Kyle’s eyes were bloated with tears as he screamed, “No! You don’t get it!”
Immediately, Kyle’s back smacked harshly against the rock-hard floor. He looked up at Dave’s distraught face and the eyes of dozens of people within his vicinity.
“You’re a fucking creep – you hear me?” David looked upon Kyle with an expression of disappointment and loss. “You’re dead to us – all of us – so leave us alone. Never talk to any of us again.” David took a single sparing glance at Kyle before his pained eyes evaporated into the gathering crowd.
---
Though he’d expected it from the beginning, Kyle wasn’t prepared for the overwhelming influx of emotional distress building within his chest following his friends’ complete and utter, total rejection of his true personality. So, what if he was a scalie? He honestly didn’t think it was that big of a deal. In fact, he couldn’t grasp why so many people had agreed to ostracise him after half of them had just come out as gay or transgender. Was being classed as a dragon furry so different to any of that? Sure, there certainly weren’t as many of them around as any other minority – especially where he lived – but his peers seemed agreeable enough to accept anyone else with a mental deference from what they had classed as ‘the norm.’
His emotions were running too high. Making rash decisions wasn’t usually his forte, but, this time, the outer shell of vengeful anger setting on Kyle’s most foregrounded emotions had driven him to pack his bags and leave his roommates – Dave and Joseph – immediately. He wouldn’t be paying that month’s rent, nor would he ever accept any form of future apology. He blocked all but two of the numbers in his phone and marched, for the next ten miles, carrying nothing but his notepad, phone, wallet, and the clothes on his back.
---
The last few hours had been a slog – the sun was beginning to merge with the horizon, and Kyle hadn’t yet passed a single residential building. Part of his mind questioned why someone would build a university out in the middle of literally nowhere, but, then again, he’d never made the journey back to his parents’ house by leg before. Every mile felt like five.
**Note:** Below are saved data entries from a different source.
//! Client configuration
//!
//! Only the two base URLs are environment-facing; everything else has a
//! sensible default and can be overridden through the builder methods or a
//! TOML document.

use crate::error::ClientError;
use serde::{Deserialize, Serialize};
use std::time::Duration;

/// Environment variable holding the REST base URL
pub const API_URL_ENV: &str = "AGENTVIEW_API_URL";
/// Environment variable holding the push channel base URL
pub const WS_URL_ENV: &str = "AGENTVIEW_WS_URL";

/// Client configuration
#[derive(Debug, Clone, PartialEq, Eq, Serialize, Deserialize)]
#[serde(default)]
pub struct ClientConfig {
    /// Base URL for REST calls
    pub api_base_url: String,
    /// Base URL for the push channel
    pub ws_base_url: String,
    /// Per-request timeout
    #[serde(with = "duration_ms")]
    pub request_timeout: Duration,
    /// Cache time-to-live
    #[serde(with = "duration_ms")]
    pub cache_ttl: Duration,
    /// Maximum number of cache entries; unbounded when unset
    ///
    /// A bound lets the cache evict live entries under pressure.
    #[serde(skip_serializing_if = "Option::is_none")]
    pub cache_capacity: Option<u64>,
    /// Status poll interval when the push channel is unavailable
    #[serde(with = "duration_ms")]
    pub poll_interval: Duration,
    /// Root/orchestrator agent that spawns the others
    pub root_agent_id: String,
}

impl ClientConfig {
    /// Create default configuration
    #[inline]
    #[must_use]
    pub fn new() -> Self {
        Self::default()
    }

    /// Defaults overridden by `AGENTVIEW_API_URL` / `AGENTVIEW_WS_URL`
    #[must_use]
    pub fn from_env() -> Self {
        let mut config = Self::default();
        if let Ok(url) = std::env::var(API_URL_ENV) {
            config.api_base_url = url;
        }
        if let Ok(url) = std::env::var(WS_URL_ENV) {
            config.ws_base_url = url;
        }
        config
    }

    /// Parse a TOML document; missing keys keep their defaults
    ///
    /// # Errors
    /// - `ClientError::Config` if the document is malformed or invalid
    pub fn from_toml_str(source: &str) -> Result<Self, ClientError> {
        let config: Self =
            toml::from_str(source).map_err(|e| ClientError::Config(e.to_string()))?;
        config.validate()?;
        Ok(config)
    }

    /// Check URL schemes and non-zero durations
    ///
    /// # Errors
    /// - `ClientError::Config` describing the first invalid field
    pub fn validate(&self) -> Result<(), ClientError> {
        if !(self.api_base_url.starts_with("http://") || self.api_base_url.starts_with("https://"))
        {
            return Err(ClientError::Config(format!(
                "api_base_url must be http(s): {:?}",
                self.api_base_url
            )));
        }
        if !(self.ws_base_url.starts_with("ws://") || self.ws_base_url.starts_with("wss://")) {
            return Err(ClientError::Config(format!(
                "ws_base_url must be ws(s): {:?}",
                self.ws_base_url
            )));
        }
        if self.poll_interval.is_zero() {
            return Err(ClientError::Config("poll_interval must be non-zero".to_string()));
        }
        if self.root_agent_id.is_empty() {
            return Err(ClientError::Config("root_agent_id must be set".to_string()));
        }
        Ok(())
    }

    /// With REST base URL
    #[inline]
    #[must_use]
    pub fn with_api_base_url(mut self, url: impl Into<String>) -> Self {
        self.api_base_url = url.into();
        self
    }

    /// With push channel base URL
    #[inline]
    #[must_use]
    pub fn with_ws_base_url(mut self, url: impl Into<String>) -> Self {
        self.ws_base_url = url.into();
        self
    }

    /// With cache TTL
    #[inline]
    #[must_use]
    pub fn with_cache_ttl(mut self, ttl: Duration) -> Self {
        self.cache_ttl = ttl;
        self
    }

    /// With a bound on the number of cache entries
    #[inline]
    #[must_use]
    pub fn with_cache_capacity(mut self, capacity: u64) -> Self {
        self.cache_capacity = Some(capacity);
        self
    }

    /// With poll interval
    #[inline]
    #[must_use]
    pub fn with_poll_interval(mut self, interval: Duration) -> Self {
        self.poll_interval = interval;
        self
    }

    /// With root agent id
    #[inline]
    #[must_use]
    pub fn with_root_agent(mut self, agent_id: impl Into<String>) -> Self {
        self.root_agent_id = agent_id.into();
        self
    }
}

impl Default for ClientConfig {
    fn default() -> Self {
        Self {
            api_base_url: "http://localhost:8000/api".to_string(),
            ws_base_url: "ws://localhost:8000/ws".to_string(),
            request_timeout: Duration::from_secs(30),
            cache_ttl: Duration::from_secs(30),
            cache_capacity: None,
            poll_interval: Duration::from_secs(2),
            root_agent_id: "orchestrator".to_string(),
        }
    }
}

mod duration_ms {
    use serde::{Deserialize, Deserializer, Serializer};
    use std::time::Duration;

    pub(super) fn serialize<S: Serializer>(value: &Duration, s: S) -> Result<S::Ok, S::Error> {
        let millis = u64::try_from(value.as_millis()).unwrap_or(u64::MAX);
        s.serialize_u64(millis)
    }

    pub(super) fn deserialize<'de, D: Deserializer<'de>>(d: D) -> Result<Duration, D::Error> {
        u64::deserialize(d).map(Duration::from_millis)
    }
}
//! Environmental revalidation triggers
//!
//! The host (UI shell, CLI, test) publishes focus/reconnect events here;
//! fetch controllers subscribe and revalidate according to their options.

use tokio::sync::broadcast;

/// Environmental event that may warrant a refetch
#[derive(Debug, Clone, Copy, PartialEq, Eq, Hash)]
pub enum Signal {
    /// Host regained foreground focus
    Focus,
    /// Network connectivity restored
    Reconnect,
}

/// Broadcast hub for revalidation signals
#[derive(Debug, Clone)]
pub struct RevalidationSignals {
    sender: broadcast::Sender<Signal>,
}

impl RevalidationSignals {
    /// Create hub buffering up to `capacity` undelivered signals per subscriber
    #[inline]
    #[must_use]
    pub fn new(capacity: usize) -> Self {
        let (sender, _) = broadcast::channel(capacity.max(1));
        Self { sender }
    }

    /// Publish a signal; returns the number of subscribers reached
    pub fn notify(&self, signal: Signal) -> usize {
        let reached = self.sender.send(signal).unwrap_or(0);
        tracing::debug!(?signal, reached, "revalidation signal");
        reached
    }

    /// Host regained focus
    #[inline]
    pub fn notify_focus(&self) -> usize {
        self.notify(Signal::Focus)
    }

    /// Connectivity restored
    #[inline]
    pub fn notify_reconnect(&self) -> usize {
        self.notify(Signal::Reconnect)
    }

    /// Subscribe to future signals
    #[inline]
    #[must_use]
    pub fn subscribe(&self) -> broadcast::Receiver<Signal> {
        self.sender.subscribe()
    }

    /// Number of live subscribers
    #[inline]
    #[must_use]
    pub fn subscriber_count(&self) -> usize {
        self.sender.receiver_count()
    }
}

impl Default for RevalidationSignals {
    fn default() -> Self {
        Self::new(16)
    }
}

#[cfg(test)]
mod tests {
    use super::*;

    #[tokio::test]
    async fn notify_without_subscribers_is_harmless() {
        let signals = RevalidationSignals::default();
        assert_eq!(signals.notify_focus(), 0);
    }

    #[tokio::test]
    async fn subscribers_receive_signals() {
        let signals = RevalidationSignals::default();
        let mut rx = signals.subscribe();

        assert_eq!(signals.notify_reconnect(), 1);
        assert_eq!(rx.recv().await.unwrap(), Signal::Reconnect);
    }
}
After the initial wave of emotion faded from his brain, he’d been left with a feeling of empty, demoralizing sadness that sucked all emotional energy from his body. He tried taking his mind off that day’s events by drawing something, but it was impossible to walk and sketch simultaneously.
Finally, as the sky began to fade from purple to black, he reached his house’s front door.
“Who is it?” An older male voice called angrily from within the building.
“It’s Kyle…” Kyle muttered tentatively.
“What? Speak up, will you! Damn it, damn ears, aren’t damn good for any damn thing anymore. What-” The door slammed open, and Kyle’s grandfather’s annoyed expression dropped to a slightly embarrassed look of surprise. He paused in hesitation before continuing a separate sentence. “-are you doing here?”
Kyle found it difficult to focus on his grandfather’s face. “Are Adam and Jessica home yet?”
A look of semi-understanding washed over Kyle’s grandfathers’ face as he noticed the wet streaks across Kyle’s face. “Wh- um… No, uh. D-do you need, uh… are you okay?”
“No.” The tone in Kyle’s voice wavered with emotion. He continued to stare downwards and grit his teeth in a futile attempt to hide his feelings. “Can I come in here for tonight, please?”
“O-of course.” Kyle’s grandfather opened himself to the living room behind him.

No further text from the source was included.